University of Exeter: Art installations across Exeter to feature a Deaf pub night, graffiti, second-hand furniture and balloons
New exhibitions, organized by students on the MA Curation course at University of Exeter, are designed to raise questions about post-pandemic life and our new hopes for the future.
With the collective title of Now’s The Time: Art Year Zero, exhibitions will take place from Friday 10 to Sunday 19 June 2022 daily from 12 to 5pm.
At Maketank, in Paris Street, The Art of Signing Hands: a Bilingual Exhibition is curated by Emma Fearon and features the work of international artists Nancy Rourke, Louise Stern and Chella Man along with participation from students at The Deaf Academy in Exmouth. The Academy students have created the gallery’s window display, with features of De’VIA (Deaf Visualisation Image Art) and the local community will take part in a ‘Deaf Pub Night’ at the venue.
In the former Hays Travel store on the High Street Imogen Haisman curates work by Lesley Kerman. Reconstructing Duccio (2019) is a series of 26 paintings, re-uniting the dispersed panels that originally made up the reverse of Duccio’s famous altarpiece, the Maestà (1308). Kerman’s reconstruction will be exhibited in Exeter Cathedral in September, but for Now’s The Time, Haisman has curated a Non-Fungible Token (NFT) version of the project, with elements distributed around the city centre.
At the same venue curator and artist Qianling Dong’s Speech Bubbles project responds to the global pandemic by capturing people’s breath in the form of balloons which will fill the shop window. They can also choose key words to express their feelings about the experience of living through Covid-19.
At Positive Light Projects on Sidwell St curator Joe Harvey’s Campus Compost is an exhibition about systems of waste and recycling reflecting his own feelings of conscience around the systemic production of waste as a university student. Second-hand furniture will fill up the gallery space in an immersive environment.

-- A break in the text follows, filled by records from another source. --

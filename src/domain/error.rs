use serde::{Deserialize, Serialize};
use std::fmt;

#[derive(Debug, Serialize, Deserialize)]
pub enum AppError {
    Internal(String),
    NotFound(String),
    ValidationError(String),
    ParseError(String),
    LLMError(String),
    /// The generation backend reported that the account ran out of quota.
    QuotaExceeded(String),
    IoError(String),
}

impl AppError {
    /// The bare message without the variant prefix.
    pub fn detail(&self) -> &str {
        match self {
            AppError::Internal(msg)
            | AppError::NotFound(msg)
            | AppError::ValidationError(msg)
            | AppError::ParseError(msg)
            | AppError::LLMError(msg)
            | AppError::QuotaExceeded(msg)
            | AppError::IoError(msg) => msg,
        }
    }
}

impl fmt::Display for AppError {
    fn fmt(&self, f: &mut fmt::Formatter<'_>) -> fmt::Result {
        match self {
            AppError::Internal(msg) => write!(f, "Internal error: {}", msg),
            AppError::NotFound(msg) => write!(f, "Not found: {}", msg),
            AppError::ValidationError(msg) => write!(f, "Validation error: {}", msg),
            AppError::ParseError(msg) => write!(f, "Parse error: {}", msg),
            AppError::LLMError(msg) => write!(f, "LLM error: {}", msg),
            AppError::QuotaExceeded(msg) => write!(f, "Quota exceeded: {}", msg),
            AppError::IoError(msg) => write!(f, "IO error: {}", msg),
        }
    }
}

impl std::error::Error for AppError {}

impl From<std::io::Error> for AppError {
    fn from(err: std::io::Error) -> Self {
        AppError::IoError(err.to_string())
    }
}

impl From<csv::Error> for AppError {
    fn from(err: csv::Error) -> Self {
        AppError::ParseError(err.to_string())
    }
}

pub type Result<T> = std::result::Result<T, AppError>;

#[cfg(test)]
mod tests {
    use super::*;

    #[test]
    fn test_display_prefixes_variant() {
        let err = AppError::NotFound("session abc".to_string());
        assert_eq!(err.to_string(), "Not found: session abc");
    }

    #[test]
    fn test_detail_strips_prefix() {
        let err = AppError::LLMError("API error (500): boom".to_string());
        assert_eq!(err.detail(), "API error (500): boom");
    }
}
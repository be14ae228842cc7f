use crate::domain::error::{AppError, Result};
use crate::domain::llm_config::{LLMConfig, LLMProvider};
use figment::providers::{Env, Format, Serialized, Toml};
use figment::Figment;
use serde::{Deserialize, Serialize};
use std::env;
use std::path::{Path, PathBuf};

pub const API_KEY_ENV: &str = "OPENAI_API_KEY";
pub const SECRETS_PATH_ENV: &str = "CARECASE_SECRETS_PATH";
pub const DEFAULT_SECRETS_PATH: &str = "secrets.toml";
const ENV_PREFIX: &str = "CARECASE_";

/// Process-wide settings. Later sources override earlier ones:
/// built-in defaults, the secrets TOML file, then `CARECASE_*` variables.
/// `OPENAI_API_KEY` is applied last and only when non-empty.
#[derive(Debug, Clone, Serialize, Deserialize)]
pub struct AppConfig {
    #[serde(default)]
    pub openai_api_key: Option<String>,
    pub base_url: String,
    pub model: String,
    pub max_tokens: u32,
    pub temperature: f32,
    pub host: String,
    pub port: u16,
}

impl Default for AppConfig {
    fn default() -> Self {
        let llm = LLMConfig::default();
        Self {
            openai_api_key: None,
            base_url: llm.base_url,
            model: llm.model,
            max_tokens: llm.max_tokens.unwrap_or(600),
            temperature: llm.temperature.unwrap_or(0.7),
            host: "127.0.0.1".to_string(),
            port: 8501,
        }
    }
}

pub struct ConfigService;

impl ConfigService {
    pub fn load() -> Result<AppConfig> {
        let secrets_path = env::var(SECRETS_PATH_ENV)
            .map(PathBuf::from)
            .unwrap_or_else(|_| PathBuf::from(DEFAULT_SECRETS_PATH));
        if !secrets_path.exists() {
            tracing::debug!(path = %secrets_path.display(), "No secrets file found");
        }
        Self::from_figment(Self::figment(&secrets_path), env::var(API_KEY_ENV).ok())
    }

    pub fn figment(secrets_path: &Path) -> Figment {
        Figment::from(Serialized::defaults(AppConfig::default()))
            .merge(Toml::file(secrets_path))
            .merge(Env::prefixed(ENV_PREFIX))
    }

    pub fn from_figment(figment: Figment, env_api_key: Option<String>) -> Result<AppConfig> {
        let mut config: AppConfig = figment
            .extract()
            .map_err(|e| AppError::ValidationError(format!("Invalid configuration: {}", e)))?;
        // secrets files written for the warning text use the env var spelling
        let secrets_key = non_blank(figment.extract_inner::<String>(API_KEY_ENV).ok())
            .or_else(|| config.openai_api_key.take());
        config.openai_api_key = resolve_api_key(env_api_key, secrets_key);
        Ok(config)
    }
}

/// Environment first, secrets file second; blank values count as unset.
pub fn resolve_api_key(from_env: Option<String>, from_secrets: Option<String>) -> Option<String> {
    non_blank(from_env).or_else(|| non_blank(from_secrets))
}

fn non_blank(value: Option<String>) -> Option<String> {
    value.filter(|v| !v.trim().is_empty())
}

impl AppConfig {
    pub fn llm_config(&self) -> LLMConfig {
        let provider = if self.base_url.contains("api.openai.com") {
            LLMProvider::OpenAI
        } else {
            LLMProvider::Local
        };
        LLMConfig {
            provider,
            base_url: self.base_url.clone(),
            model: self.model.clone(),
            api_key: self.openai_api_key.clone(),
            max_tokens: Some(self.max_tokens),
            temperature: Some(self.temperature),
        }
    }
}

#[cfg(test)]
mod tests {
    use super::*;

    fn figment_with(toml: &str) -> Figment {
        Figment::from(Serialized::defaults(AppConfig::default())).merge(Toml::string(toml))
    }

    #[test]
    fn test_defaults() {
        let config = ConfigService::from_figment(figment_with(""), None).unwrap();
        assert_eq!(config.model, "gpt-3.5-turbo");
        assert_eq!(config.max_tokens, 600);
        assert_eq!(config.port, 8501);
        assert!(config.openai_api_key.is_none());
        assert!(!config.llm_config().has_api_key());
    }

    #[test]
    fn test_secrets_file_supplies_key() {
        let figment = figment_with("openai_api_key = \"sk-file\"\nport = 9000");
        let config = ConfigService::from_figment(figment, None).unwrap();
        assert_eq!(config.openai_api_key.as_deref(), Some("sk-file"));
        assert_eq!(config.port, 9000);
    }

    #[test]
    fn test_uppercase_secrets_key_supplies_key() {
        let figment = figment_with("OPENAI_API_KEY = \"sk-file\"");
        let config = ConfigService::from_figment(figment, None).unwrap();
        assert_eq!(config.openai_api_key.as_deref(), Some("sk-file"));

        let figment = figment_with("OPENAI_API_KEY = \"sk-upper\"\nopenai_api_key = \"sk-lower\"");
        let config = ConfigService::from_figment(figment, None).unwrap();
        assert_eq!(config.openai_api_key.as_deref(), Some("sk-upper"));

        let figment = figment_with("OPENAI_API_KEY = \" \"\nopenai_api_key = \"sk-lower\"");
        let config = ConfigService::from_figment(figment, None).unwrap();
        assert_eq!(config.openai_api_key.as_deref(), Some("sk-lower"));

        let figment = figment_with("OPENAI_API_KEY = \"sk-file\"");
        let config = ConfigService::from_figment(figment, Some("sk-env".to_string())).unwrap();
        assert_eq!(config.openai_api_key.as_deref(), Some("sk-env"));
    }

    #[test]
    fn test_env_key_wins_over_secrets() {
        let figment = figment_with("openai_api_key = \"sk-file\"");
        let config = ConfigService::from_figment(figment, Some("sk-env".to_string())).unwrap();
        assert_eq!(config.openai_api_key.as_deref(), Some("sk-env"));
    }

    #[test]
    fn test_blank_env_key_falls_back() {
        assert_eq!(
            resolve_api_key(Some("".to_string()), Some("sk-file".to_string())),
            Some("sk-file".to_string())
        );
        assert_eq!(resolve_api_key(Some("  ".to_string()), None), None);
    }

    #[test]
    fn test_invalid_value_is_reported() {
        let result = ConfigService::from_figment(figment_with("port = \"not a port\""), None);
        assert!(matches!(result, Err(AppError::ValidationError(_))));
    }

    #[test]
    fn test_local_provider_detected() {
        let figment = figment_with("base_url = \"http://localhost:1234/v1\"");
        let config = ConfigService::from_figment(figment, None).unwrap();
        assert_eq!(config.llm_config().provider, LLMProvider::Local);
    }
}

Also at Positive Light Projects All Different, All Equal, curatedby Samuel Farlow features work by Salamech, a street artist from Montpellier, in France. He was once arrested for replacing billboards with his graffiti art and is now commissioned by the Montpellier Metropole to carry out large-scale mural projects.
At the same venue Attitudes in Clay, curated by Emily Cartwright features new works by Simon Bayliss and Kate Merry. Their works are artistic responses to the questions raised surrounding clay’s relationship with identity, place, community and cultural belonging, challenging conservative perceptions.
The Edge of the Real, at the former Crew Store in Bedford Street, is curated by Anni Cheng and features work by Eva Papamargariti, Diana Lynn Vandermeulen, Sabrina Ratté, Anna Sophie de Vries, Chris Dorland and Jeremy Couillard. Their work asks questions about how we orientate ourselves in virtual worlds, and will be simultaneously live streaming on the Daata.art digital platform.
Programme Director Professor Tom Trevor said: “In the wake of the pandemic, this year’s cohort of MA Curation students have been on an amazing journey – in person – attending international exhibitions and art fairs, visiting museums and auction houses, taking up a six-week ‘art writing’ residency at Camden Art Centre in London, then undertaking their internships with host institutions ranging from The Box in Plymouth to Sketch, London, to Sharjah Art Foundation in the UAE.
“As the culmination of this journey the students have the opportunity to curate their own exhibitions. In order to realise these projects, we have been assisted by a whole range of partners, both from within the University and externally, and we are extremely grateful for this incredible support. My co-lecturer on the MA, Josie Cockram, and I are excited to see the outcomes of this intense year, and congratulate all the students on their sheer ingenuity, commitment and hard work in realising their curatorial ideas.”